*** Begin section ***
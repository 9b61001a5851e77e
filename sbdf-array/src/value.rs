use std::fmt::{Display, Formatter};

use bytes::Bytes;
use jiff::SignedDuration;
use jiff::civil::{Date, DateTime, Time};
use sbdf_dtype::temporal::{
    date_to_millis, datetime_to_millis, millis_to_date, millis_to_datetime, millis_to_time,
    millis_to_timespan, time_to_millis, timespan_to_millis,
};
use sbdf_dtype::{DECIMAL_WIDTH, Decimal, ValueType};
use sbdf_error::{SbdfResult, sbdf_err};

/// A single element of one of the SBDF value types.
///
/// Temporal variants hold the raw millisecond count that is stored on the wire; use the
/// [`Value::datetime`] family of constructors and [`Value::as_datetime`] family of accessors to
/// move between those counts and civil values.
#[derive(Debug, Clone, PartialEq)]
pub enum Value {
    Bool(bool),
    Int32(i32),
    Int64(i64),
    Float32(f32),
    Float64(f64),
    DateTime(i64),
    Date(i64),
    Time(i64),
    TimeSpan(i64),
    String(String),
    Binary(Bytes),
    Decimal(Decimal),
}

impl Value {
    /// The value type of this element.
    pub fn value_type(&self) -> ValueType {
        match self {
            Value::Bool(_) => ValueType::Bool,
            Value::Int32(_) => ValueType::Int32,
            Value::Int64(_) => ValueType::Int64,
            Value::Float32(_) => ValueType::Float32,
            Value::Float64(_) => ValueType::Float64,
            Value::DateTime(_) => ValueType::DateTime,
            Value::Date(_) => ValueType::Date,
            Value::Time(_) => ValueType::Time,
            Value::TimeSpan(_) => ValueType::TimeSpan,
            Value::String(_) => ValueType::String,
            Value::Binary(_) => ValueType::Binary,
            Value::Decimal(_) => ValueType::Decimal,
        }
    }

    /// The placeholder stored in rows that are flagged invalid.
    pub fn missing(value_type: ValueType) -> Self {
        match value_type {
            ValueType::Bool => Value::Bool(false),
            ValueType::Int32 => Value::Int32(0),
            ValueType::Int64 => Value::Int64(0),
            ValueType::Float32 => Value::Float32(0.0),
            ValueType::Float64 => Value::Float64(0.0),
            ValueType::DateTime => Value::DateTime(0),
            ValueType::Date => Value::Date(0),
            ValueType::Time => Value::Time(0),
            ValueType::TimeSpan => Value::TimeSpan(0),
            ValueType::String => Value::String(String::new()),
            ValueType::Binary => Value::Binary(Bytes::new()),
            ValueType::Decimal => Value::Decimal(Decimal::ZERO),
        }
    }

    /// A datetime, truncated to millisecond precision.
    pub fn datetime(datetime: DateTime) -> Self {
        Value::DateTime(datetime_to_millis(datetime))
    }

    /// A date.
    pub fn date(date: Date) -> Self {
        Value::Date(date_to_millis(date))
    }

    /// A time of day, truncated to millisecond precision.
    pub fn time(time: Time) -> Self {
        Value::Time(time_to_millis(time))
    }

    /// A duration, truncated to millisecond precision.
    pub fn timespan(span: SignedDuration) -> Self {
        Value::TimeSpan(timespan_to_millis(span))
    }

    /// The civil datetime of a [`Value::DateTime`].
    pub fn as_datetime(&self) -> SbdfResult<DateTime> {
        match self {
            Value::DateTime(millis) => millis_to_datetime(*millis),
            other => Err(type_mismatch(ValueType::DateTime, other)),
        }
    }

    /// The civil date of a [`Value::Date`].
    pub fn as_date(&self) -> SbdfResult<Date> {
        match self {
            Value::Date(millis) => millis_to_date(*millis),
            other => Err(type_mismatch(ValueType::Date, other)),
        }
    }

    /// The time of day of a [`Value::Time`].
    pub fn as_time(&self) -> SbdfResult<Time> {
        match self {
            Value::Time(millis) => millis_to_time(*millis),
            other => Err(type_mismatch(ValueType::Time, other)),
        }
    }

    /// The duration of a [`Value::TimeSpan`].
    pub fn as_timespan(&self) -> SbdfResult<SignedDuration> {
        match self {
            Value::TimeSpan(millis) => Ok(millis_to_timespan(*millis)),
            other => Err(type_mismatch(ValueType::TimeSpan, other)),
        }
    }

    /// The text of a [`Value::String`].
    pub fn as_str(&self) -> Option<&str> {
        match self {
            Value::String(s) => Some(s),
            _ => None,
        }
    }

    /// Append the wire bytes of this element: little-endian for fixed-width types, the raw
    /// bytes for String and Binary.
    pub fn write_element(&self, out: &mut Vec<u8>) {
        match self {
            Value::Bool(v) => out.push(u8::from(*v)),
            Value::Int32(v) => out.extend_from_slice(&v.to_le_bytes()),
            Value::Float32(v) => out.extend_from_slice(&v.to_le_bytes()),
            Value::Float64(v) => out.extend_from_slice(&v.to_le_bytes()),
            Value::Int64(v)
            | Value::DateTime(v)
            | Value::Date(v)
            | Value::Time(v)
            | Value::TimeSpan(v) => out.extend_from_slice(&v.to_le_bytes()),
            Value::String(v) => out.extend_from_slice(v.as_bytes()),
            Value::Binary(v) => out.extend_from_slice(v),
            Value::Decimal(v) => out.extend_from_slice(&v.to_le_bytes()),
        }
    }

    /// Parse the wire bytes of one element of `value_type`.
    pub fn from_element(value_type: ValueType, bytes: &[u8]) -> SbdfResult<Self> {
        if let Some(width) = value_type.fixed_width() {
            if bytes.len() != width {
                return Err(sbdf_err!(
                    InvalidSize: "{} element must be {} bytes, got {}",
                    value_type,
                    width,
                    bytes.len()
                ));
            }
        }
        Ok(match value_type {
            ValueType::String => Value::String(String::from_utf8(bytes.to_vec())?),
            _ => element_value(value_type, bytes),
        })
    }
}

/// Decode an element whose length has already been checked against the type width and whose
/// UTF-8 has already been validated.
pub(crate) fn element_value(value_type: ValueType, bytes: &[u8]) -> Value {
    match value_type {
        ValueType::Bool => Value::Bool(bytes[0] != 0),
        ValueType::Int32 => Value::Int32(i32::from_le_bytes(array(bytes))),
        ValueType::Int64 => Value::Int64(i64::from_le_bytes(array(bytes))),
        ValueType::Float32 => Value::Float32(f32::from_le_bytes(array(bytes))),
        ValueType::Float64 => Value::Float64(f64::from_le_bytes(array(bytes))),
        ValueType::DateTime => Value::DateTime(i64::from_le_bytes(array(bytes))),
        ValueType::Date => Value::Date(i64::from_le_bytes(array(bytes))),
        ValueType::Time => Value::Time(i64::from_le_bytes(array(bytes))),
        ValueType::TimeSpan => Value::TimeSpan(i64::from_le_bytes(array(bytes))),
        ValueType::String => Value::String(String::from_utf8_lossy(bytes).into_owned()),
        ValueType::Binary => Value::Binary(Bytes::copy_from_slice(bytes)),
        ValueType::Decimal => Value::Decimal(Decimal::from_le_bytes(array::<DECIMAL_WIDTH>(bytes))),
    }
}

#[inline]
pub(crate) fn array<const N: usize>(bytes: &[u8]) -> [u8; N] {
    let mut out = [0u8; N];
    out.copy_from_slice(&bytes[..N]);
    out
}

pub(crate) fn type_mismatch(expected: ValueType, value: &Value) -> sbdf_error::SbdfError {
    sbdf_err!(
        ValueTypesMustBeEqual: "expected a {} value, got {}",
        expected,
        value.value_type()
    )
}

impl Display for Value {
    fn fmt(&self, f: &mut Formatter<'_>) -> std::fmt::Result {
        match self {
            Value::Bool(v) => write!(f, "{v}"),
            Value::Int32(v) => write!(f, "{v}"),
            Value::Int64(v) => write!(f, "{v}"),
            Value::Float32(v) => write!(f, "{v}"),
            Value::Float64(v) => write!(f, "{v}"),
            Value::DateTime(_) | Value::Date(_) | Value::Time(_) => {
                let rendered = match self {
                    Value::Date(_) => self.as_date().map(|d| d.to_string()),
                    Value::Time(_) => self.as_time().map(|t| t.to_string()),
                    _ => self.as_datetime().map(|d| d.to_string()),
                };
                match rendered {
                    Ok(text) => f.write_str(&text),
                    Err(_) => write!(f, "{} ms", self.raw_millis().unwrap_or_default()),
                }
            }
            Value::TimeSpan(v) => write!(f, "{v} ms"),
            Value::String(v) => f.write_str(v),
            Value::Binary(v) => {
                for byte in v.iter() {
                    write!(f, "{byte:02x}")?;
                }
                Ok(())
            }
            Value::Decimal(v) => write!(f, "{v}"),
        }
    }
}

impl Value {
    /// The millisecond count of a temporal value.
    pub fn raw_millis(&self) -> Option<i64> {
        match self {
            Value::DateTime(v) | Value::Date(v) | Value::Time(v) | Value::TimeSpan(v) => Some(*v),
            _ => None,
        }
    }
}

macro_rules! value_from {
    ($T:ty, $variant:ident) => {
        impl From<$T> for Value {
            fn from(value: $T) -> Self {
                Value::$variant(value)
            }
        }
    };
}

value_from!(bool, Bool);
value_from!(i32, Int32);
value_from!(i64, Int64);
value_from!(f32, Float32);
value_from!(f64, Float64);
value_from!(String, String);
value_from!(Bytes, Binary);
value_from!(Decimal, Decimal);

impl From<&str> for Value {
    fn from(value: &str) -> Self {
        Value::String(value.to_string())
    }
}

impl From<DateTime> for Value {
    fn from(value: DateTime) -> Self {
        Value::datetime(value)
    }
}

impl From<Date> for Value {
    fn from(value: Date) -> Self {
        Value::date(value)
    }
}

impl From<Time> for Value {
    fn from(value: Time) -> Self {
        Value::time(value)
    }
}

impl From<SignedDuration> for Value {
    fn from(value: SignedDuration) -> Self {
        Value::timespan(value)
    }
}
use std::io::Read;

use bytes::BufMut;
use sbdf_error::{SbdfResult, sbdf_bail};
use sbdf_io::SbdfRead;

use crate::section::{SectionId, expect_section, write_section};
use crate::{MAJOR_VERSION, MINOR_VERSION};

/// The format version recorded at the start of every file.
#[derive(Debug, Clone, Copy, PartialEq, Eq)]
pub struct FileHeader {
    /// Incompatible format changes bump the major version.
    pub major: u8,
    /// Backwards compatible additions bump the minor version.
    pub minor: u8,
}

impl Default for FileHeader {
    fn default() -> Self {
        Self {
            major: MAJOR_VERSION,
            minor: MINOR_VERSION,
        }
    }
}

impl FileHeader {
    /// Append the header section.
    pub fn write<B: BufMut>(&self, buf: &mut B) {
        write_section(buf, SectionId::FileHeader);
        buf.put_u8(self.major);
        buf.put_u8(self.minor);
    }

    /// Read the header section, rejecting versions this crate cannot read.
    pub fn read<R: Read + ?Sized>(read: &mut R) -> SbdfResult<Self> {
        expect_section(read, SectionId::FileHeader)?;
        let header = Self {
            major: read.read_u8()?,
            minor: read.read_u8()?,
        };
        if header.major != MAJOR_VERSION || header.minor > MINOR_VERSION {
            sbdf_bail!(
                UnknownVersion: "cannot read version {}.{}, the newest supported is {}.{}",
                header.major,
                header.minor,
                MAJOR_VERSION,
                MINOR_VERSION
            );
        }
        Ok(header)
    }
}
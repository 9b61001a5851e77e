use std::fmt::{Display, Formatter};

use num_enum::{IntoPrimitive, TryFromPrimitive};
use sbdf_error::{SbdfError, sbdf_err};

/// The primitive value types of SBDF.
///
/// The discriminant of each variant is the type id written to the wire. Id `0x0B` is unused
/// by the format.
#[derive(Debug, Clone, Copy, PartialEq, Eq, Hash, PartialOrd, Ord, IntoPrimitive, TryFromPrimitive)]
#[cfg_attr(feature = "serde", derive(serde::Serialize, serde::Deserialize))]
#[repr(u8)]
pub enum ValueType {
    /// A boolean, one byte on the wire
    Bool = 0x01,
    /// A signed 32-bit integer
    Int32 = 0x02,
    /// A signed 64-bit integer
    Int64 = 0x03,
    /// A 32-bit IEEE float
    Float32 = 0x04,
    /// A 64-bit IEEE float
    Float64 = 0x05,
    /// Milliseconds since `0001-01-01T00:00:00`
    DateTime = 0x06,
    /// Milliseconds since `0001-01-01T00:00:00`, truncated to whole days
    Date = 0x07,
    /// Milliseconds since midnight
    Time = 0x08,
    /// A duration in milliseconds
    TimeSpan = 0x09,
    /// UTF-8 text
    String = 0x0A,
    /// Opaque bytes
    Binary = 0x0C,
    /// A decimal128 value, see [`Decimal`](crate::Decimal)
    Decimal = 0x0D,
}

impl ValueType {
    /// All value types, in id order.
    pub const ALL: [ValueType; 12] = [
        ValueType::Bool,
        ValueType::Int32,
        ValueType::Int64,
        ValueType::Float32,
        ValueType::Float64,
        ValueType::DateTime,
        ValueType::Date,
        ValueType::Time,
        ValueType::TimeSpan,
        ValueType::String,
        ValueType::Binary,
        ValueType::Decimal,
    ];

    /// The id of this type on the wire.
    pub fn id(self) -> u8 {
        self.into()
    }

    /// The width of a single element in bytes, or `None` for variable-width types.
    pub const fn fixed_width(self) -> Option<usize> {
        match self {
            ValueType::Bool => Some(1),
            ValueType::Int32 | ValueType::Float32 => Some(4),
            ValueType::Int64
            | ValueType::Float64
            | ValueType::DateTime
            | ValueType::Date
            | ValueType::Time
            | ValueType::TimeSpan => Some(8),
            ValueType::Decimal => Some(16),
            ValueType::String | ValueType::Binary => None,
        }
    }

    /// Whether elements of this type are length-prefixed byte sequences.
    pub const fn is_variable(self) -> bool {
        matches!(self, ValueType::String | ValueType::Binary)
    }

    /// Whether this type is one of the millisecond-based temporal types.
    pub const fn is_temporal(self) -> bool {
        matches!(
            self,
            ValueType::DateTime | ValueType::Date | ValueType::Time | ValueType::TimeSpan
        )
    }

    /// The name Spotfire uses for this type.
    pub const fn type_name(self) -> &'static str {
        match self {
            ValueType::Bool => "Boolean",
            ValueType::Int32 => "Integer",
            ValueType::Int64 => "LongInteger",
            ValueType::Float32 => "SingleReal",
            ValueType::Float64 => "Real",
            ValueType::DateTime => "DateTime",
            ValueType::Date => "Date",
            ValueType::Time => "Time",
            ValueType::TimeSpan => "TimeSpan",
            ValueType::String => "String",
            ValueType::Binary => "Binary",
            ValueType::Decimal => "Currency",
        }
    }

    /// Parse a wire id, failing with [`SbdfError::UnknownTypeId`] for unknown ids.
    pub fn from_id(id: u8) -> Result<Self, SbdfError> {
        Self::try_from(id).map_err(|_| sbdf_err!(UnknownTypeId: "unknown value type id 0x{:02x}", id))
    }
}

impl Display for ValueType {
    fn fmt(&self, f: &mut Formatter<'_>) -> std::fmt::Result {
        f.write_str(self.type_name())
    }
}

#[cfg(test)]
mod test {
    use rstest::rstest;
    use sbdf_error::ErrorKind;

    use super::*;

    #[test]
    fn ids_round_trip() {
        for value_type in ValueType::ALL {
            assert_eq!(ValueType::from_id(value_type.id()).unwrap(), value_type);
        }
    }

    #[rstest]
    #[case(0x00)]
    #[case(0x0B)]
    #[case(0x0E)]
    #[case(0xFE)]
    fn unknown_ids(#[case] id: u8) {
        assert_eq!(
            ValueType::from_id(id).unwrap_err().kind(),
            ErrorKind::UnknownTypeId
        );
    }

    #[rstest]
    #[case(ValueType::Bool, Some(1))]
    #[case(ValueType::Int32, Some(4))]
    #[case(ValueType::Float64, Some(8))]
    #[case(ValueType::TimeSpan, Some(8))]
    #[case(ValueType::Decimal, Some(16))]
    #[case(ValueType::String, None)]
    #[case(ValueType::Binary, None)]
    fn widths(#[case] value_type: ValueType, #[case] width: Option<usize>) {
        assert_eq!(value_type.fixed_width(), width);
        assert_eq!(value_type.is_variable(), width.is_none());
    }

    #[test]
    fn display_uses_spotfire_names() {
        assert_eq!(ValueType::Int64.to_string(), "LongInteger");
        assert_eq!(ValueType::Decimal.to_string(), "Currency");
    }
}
*** End section ***
## Assignment
Reproduce word for word the material above, starting with the line that has "Value::date(value)" and stopping after the line that has "let header = Self".

## Response to the task
        Value::date(value)
    }
}

impl From<Time> for Value {
    fn from(value: Time) -> Self {
        Value::time(value)
    }
}

impl From<SignedDuration> for Value {
    fn from(value: SignedDuration) -> Self {
        Value::timespan(value)
    }
}
use std::io::Read;

use bytes::BufMut;
use sbdf_error::{SbdfResult, sbdf_bail};
use sbdf_io::SbdfRead;

use crate::section::{SectionId, expect_section, write_section};
use crate::{MAJOR_VERSION, MINOR_VERSION};

/// The format version recorded at the start of every file.
#[derive(Debug, Clone, Copy, PartialEq, Eq)]
pub struct FileHeader {
    /// Incompatible format changes bump the major version.
    pub major: u8,
    /// Backwards compatible additions bump the minor version.
    pub minor: u8,
}

impl Default for FileHeader {
    fn default() -> Self {
        Self {
            major: MAJOR_VERSION,
            minor: MINOR_VERSION,
        }
    }
}

impl FileHeader {
    /// Append the header section.
    pub fn write<B: BufMut>(&self, buf: &mut B) {
        write_section(buf, SectionId::FileHeader);
        buf.put_u8(self.major);
        buf.put_u8(self.minor);
    }

    /// Read the header section, rejecting versions this crate cannot read.
    pub fn read<R: Read + ?Sized>(read: &mut R) -> SbdfResult<Self> {
        expect_section(read, SectionId::FileHeader)?;
        let header = Self {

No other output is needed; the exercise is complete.